_YOUR OBJECTIVE_: Retype, word for word, each line between the lines holding "let pedigree = load_pedigree(&cli.data)" and "use crate::pedigree::Pedigree;", inclusive, and leave the rest of the data alone.
*** RECORD SET ***
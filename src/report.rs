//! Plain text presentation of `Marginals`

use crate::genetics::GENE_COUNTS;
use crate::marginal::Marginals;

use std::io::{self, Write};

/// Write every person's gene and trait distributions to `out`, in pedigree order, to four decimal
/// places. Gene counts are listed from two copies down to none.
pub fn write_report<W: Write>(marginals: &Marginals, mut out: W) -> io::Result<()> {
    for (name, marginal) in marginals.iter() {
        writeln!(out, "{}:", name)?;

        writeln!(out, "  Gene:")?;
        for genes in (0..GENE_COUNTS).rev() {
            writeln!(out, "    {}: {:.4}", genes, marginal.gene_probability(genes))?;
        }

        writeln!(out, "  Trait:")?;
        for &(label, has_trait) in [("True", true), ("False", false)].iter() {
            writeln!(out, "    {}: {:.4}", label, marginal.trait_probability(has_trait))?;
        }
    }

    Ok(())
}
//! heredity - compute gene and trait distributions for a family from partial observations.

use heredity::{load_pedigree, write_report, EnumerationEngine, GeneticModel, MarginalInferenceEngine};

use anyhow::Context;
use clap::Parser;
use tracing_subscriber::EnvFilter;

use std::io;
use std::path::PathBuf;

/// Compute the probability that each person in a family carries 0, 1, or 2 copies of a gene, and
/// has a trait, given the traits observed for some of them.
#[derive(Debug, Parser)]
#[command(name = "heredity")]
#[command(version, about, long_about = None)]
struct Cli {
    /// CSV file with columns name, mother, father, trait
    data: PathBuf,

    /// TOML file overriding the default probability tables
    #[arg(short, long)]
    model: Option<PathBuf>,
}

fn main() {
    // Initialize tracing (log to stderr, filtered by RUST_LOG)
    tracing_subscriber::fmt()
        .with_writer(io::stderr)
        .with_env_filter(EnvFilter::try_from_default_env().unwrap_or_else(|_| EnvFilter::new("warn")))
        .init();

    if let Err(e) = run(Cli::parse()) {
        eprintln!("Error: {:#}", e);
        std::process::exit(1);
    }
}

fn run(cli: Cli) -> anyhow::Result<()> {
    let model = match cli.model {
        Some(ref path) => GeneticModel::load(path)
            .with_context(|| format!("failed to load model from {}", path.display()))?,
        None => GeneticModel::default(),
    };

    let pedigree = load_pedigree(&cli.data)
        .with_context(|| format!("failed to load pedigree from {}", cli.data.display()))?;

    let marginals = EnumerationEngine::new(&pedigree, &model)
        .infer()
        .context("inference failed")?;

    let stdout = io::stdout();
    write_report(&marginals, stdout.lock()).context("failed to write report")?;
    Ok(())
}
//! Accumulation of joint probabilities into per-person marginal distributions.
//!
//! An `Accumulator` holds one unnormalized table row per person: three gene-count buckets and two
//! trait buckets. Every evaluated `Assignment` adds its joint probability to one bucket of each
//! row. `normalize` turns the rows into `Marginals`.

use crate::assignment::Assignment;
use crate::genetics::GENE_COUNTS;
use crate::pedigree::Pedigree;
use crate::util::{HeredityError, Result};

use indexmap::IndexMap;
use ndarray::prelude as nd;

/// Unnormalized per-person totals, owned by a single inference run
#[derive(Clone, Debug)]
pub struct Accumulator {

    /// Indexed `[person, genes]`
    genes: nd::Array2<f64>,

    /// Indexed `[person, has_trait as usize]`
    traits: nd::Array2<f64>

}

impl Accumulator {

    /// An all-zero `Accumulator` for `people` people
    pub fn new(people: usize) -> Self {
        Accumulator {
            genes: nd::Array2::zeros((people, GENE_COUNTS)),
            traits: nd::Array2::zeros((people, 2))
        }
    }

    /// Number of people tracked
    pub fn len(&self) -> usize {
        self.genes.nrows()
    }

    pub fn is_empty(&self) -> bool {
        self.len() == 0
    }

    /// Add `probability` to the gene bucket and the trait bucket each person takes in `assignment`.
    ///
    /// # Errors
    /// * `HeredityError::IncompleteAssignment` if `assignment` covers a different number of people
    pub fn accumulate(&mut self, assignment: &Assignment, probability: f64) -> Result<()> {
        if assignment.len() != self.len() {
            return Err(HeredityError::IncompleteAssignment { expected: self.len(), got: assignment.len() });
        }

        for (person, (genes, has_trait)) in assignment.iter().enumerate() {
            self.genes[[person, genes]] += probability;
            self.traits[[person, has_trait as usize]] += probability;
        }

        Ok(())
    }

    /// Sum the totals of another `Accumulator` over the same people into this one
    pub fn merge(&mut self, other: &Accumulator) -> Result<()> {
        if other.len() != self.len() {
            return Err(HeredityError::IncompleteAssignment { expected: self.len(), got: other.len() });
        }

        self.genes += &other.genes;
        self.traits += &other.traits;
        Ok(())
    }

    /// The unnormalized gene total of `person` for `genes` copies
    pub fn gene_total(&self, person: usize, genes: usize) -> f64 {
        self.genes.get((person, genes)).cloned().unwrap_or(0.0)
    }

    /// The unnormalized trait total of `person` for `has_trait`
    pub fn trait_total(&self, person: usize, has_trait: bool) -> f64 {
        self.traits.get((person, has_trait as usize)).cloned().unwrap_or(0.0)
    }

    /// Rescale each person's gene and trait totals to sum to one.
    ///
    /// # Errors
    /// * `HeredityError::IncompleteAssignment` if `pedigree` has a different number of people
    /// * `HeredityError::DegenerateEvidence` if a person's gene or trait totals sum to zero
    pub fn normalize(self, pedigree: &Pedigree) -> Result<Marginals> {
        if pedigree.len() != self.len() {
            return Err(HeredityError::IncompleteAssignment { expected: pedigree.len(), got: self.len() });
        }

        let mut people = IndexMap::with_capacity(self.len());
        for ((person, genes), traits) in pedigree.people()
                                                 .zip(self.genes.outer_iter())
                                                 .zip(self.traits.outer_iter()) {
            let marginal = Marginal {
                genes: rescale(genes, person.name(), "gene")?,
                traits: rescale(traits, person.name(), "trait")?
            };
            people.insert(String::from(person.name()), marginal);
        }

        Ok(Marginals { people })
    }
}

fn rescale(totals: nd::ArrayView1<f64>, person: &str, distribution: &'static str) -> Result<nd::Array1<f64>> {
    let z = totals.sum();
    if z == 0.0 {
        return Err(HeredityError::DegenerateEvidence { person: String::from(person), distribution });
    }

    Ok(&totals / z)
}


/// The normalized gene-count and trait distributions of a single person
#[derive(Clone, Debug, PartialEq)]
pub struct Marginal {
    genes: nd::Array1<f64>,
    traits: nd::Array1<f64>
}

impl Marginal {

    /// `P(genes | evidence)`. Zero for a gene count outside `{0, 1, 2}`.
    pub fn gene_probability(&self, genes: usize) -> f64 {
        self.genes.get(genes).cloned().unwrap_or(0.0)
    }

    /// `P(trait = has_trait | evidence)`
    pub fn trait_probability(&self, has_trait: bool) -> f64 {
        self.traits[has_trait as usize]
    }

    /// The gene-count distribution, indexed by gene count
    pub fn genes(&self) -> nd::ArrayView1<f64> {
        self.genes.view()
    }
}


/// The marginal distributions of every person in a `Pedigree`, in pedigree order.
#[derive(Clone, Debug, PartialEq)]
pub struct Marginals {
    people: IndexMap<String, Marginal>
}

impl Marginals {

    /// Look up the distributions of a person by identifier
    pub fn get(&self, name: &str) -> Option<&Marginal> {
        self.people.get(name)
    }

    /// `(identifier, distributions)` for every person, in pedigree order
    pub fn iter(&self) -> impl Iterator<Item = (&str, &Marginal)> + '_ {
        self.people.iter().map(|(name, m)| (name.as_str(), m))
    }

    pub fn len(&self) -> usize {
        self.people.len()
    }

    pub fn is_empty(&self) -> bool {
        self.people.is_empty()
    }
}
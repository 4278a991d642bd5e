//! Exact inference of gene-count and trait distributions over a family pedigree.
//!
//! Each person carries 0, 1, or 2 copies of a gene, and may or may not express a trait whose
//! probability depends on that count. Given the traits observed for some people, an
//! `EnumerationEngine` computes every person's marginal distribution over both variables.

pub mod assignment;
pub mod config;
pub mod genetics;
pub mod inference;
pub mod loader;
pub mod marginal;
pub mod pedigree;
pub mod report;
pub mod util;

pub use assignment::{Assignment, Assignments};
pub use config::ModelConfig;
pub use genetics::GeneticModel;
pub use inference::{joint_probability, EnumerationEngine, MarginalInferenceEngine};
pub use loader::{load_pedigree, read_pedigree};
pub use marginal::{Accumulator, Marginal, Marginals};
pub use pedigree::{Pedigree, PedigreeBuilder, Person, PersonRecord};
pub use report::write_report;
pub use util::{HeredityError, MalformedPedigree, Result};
*** End of RECORD SET ***
_OUTPUT OF THE TASK_:
    let pedigree = load_pedigree(&cli.data)
        .with_context(|| format!("failed to load pedigree from {}", cli.data.display()))?;

    let marginals = EnumerationEngine::new(&pedigree, &model)
        .infer()
        .context("inference failed")?;

    let stdout = io::stdout();
    write_report(&marginals, stdout.lock()).context("failed to write report")?;
    Ok(())
}
//! Accumulation of joint probabilities into per-person marginal distributions.
//!
//! An `Accumulator` holds one unnormalized table row per person: three gene-count buckets and two
//! trait buckets. Every evaluated `Assignment` adds its joint probability to one bucket of each
//! row. `normalize` turns the rows into `Marginals`.

use crate::assignment::Assignment;
use crate::genetics::GENE_COUNTS;
use crate::pedigree::Pedigree;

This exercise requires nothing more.